BEGIN
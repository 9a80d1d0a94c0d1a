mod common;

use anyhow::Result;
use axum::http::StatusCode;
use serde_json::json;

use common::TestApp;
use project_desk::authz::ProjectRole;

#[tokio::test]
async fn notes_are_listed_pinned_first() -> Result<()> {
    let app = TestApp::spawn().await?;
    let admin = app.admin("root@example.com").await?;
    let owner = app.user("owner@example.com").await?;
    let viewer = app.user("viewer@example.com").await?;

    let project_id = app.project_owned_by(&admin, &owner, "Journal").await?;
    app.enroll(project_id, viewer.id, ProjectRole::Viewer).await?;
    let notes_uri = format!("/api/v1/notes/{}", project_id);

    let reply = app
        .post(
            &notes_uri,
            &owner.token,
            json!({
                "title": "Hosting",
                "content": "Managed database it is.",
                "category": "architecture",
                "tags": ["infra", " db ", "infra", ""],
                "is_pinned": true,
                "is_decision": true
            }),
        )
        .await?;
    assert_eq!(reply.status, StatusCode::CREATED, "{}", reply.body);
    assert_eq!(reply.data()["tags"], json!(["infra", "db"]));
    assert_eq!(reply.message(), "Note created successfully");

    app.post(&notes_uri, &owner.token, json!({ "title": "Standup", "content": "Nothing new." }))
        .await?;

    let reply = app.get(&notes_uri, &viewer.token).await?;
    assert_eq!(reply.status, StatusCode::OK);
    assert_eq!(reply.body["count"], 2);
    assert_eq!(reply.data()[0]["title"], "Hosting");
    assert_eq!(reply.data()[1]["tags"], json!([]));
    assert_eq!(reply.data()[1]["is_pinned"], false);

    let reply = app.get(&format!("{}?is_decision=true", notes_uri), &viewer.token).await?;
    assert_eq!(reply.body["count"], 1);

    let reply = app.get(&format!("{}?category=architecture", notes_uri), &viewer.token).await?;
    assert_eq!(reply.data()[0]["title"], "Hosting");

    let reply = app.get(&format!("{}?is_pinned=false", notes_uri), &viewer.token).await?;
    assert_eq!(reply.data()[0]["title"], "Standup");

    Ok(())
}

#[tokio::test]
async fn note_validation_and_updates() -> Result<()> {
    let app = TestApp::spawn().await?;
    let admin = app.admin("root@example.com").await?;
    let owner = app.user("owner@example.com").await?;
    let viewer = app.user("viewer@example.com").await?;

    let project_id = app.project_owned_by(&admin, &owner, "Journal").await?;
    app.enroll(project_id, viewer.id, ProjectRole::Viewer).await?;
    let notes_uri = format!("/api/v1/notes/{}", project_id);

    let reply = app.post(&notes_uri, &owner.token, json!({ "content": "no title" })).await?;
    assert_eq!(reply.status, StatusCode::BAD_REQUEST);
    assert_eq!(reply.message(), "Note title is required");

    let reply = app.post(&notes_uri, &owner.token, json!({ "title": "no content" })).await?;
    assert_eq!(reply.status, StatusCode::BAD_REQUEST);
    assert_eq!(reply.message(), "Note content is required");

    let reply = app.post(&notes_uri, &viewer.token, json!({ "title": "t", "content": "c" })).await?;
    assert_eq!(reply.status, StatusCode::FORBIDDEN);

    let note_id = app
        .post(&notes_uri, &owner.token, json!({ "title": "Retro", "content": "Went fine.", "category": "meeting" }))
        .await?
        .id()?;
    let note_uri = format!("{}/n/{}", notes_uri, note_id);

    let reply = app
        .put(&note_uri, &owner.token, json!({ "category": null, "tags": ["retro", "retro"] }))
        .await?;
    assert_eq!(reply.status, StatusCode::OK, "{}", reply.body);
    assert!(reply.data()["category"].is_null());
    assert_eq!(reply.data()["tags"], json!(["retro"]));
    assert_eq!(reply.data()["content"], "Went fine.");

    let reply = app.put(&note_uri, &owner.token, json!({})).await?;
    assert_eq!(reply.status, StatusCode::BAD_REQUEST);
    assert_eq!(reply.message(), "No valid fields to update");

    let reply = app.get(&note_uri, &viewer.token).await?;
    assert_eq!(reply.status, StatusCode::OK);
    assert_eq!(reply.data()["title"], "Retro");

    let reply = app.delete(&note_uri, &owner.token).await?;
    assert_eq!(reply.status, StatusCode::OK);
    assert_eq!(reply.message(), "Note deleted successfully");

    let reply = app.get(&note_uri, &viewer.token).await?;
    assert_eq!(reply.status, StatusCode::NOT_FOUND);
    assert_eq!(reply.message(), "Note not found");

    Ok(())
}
END
BEGIN
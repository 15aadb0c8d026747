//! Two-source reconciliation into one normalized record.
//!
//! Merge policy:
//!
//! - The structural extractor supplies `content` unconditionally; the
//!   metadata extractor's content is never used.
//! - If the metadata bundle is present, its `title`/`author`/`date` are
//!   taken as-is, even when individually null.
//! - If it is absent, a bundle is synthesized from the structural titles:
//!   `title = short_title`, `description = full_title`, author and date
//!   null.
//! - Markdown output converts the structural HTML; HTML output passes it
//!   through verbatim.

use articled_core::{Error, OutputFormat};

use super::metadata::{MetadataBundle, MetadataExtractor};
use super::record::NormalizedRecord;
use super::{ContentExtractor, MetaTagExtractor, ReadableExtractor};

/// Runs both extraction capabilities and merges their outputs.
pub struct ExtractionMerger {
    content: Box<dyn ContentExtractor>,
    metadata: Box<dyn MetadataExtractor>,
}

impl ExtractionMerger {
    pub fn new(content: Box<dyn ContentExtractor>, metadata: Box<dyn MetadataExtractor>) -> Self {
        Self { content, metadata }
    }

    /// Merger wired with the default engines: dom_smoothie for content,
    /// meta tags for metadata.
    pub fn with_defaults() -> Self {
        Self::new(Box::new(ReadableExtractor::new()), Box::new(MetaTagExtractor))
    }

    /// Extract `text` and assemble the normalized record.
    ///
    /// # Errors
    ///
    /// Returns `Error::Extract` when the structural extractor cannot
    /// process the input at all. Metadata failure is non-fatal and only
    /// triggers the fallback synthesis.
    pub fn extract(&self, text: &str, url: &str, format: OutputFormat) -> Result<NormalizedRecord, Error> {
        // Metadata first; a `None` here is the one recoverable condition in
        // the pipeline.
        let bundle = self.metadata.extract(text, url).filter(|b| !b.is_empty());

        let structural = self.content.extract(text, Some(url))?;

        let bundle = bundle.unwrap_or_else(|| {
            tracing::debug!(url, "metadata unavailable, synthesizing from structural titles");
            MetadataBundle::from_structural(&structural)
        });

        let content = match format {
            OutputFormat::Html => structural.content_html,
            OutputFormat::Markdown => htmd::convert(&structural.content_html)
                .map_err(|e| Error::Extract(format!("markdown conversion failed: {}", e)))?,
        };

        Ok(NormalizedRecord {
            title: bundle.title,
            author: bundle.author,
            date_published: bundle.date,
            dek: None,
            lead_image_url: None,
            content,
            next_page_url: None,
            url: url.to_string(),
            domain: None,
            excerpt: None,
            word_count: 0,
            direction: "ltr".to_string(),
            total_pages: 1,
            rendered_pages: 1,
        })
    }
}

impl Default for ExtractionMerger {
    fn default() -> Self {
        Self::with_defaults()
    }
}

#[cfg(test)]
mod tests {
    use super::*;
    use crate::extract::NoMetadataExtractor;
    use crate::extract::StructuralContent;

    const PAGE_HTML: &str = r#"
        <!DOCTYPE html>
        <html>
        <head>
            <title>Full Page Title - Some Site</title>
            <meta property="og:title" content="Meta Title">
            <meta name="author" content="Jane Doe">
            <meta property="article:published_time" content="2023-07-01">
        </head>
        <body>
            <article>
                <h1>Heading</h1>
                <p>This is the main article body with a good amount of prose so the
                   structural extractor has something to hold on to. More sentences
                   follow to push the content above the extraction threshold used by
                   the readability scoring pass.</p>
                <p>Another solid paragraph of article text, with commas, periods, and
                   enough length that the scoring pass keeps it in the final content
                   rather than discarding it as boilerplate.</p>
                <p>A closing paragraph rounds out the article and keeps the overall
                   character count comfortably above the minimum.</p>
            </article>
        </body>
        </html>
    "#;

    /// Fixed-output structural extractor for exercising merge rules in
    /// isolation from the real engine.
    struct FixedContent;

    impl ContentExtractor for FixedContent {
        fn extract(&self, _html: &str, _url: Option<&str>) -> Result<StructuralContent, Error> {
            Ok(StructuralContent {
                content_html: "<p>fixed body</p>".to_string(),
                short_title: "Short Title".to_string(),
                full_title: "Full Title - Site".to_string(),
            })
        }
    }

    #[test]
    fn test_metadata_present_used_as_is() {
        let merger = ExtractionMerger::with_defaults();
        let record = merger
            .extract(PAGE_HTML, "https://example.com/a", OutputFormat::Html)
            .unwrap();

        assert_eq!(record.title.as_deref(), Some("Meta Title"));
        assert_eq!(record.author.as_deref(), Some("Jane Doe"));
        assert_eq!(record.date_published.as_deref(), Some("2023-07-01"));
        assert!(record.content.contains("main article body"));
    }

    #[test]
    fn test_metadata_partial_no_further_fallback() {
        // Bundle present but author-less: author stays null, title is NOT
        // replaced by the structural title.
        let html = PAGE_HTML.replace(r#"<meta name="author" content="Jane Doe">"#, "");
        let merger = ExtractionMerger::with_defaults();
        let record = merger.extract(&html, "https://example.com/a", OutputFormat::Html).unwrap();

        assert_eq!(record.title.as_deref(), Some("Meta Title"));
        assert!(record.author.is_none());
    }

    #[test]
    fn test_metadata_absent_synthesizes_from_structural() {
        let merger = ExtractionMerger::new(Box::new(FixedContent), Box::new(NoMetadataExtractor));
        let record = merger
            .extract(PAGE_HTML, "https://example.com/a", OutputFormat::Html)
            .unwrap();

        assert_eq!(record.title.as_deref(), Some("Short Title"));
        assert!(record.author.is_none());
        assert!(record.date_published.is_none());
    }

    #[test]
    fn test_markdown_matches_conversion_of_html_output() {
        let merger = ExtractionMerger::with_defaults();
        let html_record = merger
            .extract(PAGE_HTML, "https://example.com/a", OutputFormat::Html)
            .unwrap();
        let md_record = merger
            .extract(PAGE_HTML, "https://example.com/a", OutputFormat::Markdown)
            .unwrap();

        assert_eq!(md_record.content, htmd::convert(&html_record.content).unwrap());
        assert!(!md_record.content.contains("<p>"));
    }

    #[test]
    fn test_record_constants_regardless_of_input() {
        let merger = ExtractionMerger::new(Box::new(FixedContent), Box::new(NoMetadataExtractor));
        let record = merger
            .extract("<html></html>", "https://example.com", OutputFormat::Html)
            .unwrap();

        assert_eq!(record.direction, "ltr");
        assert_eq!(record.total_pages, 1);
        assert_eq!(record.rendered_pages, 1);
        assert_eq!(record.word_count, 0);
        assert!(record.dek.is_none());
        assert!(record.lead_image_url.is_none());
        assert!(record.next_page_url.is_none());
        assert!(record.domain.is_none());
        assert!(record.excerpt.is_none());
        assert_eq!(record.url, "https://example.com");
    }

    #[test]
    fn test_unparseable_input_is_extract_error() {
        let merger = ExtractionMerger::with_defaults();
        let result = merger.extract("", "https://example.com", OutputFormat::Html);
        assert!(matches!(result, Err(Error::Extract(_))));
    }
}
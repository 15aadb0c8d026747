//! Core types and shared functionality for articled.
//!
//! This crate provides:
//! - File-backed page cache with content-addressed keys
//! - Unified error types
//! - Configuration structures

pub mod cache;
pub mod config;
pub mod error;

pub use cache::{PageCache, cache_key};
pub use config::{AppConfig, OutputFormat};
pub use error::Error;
END
**Work order:** Each line above that contains the word "when" should be copied.

**Written reply:**
//!   taken as-is, even when individually null.
    /// Returns `Error::Extract` when the structural extractor cannot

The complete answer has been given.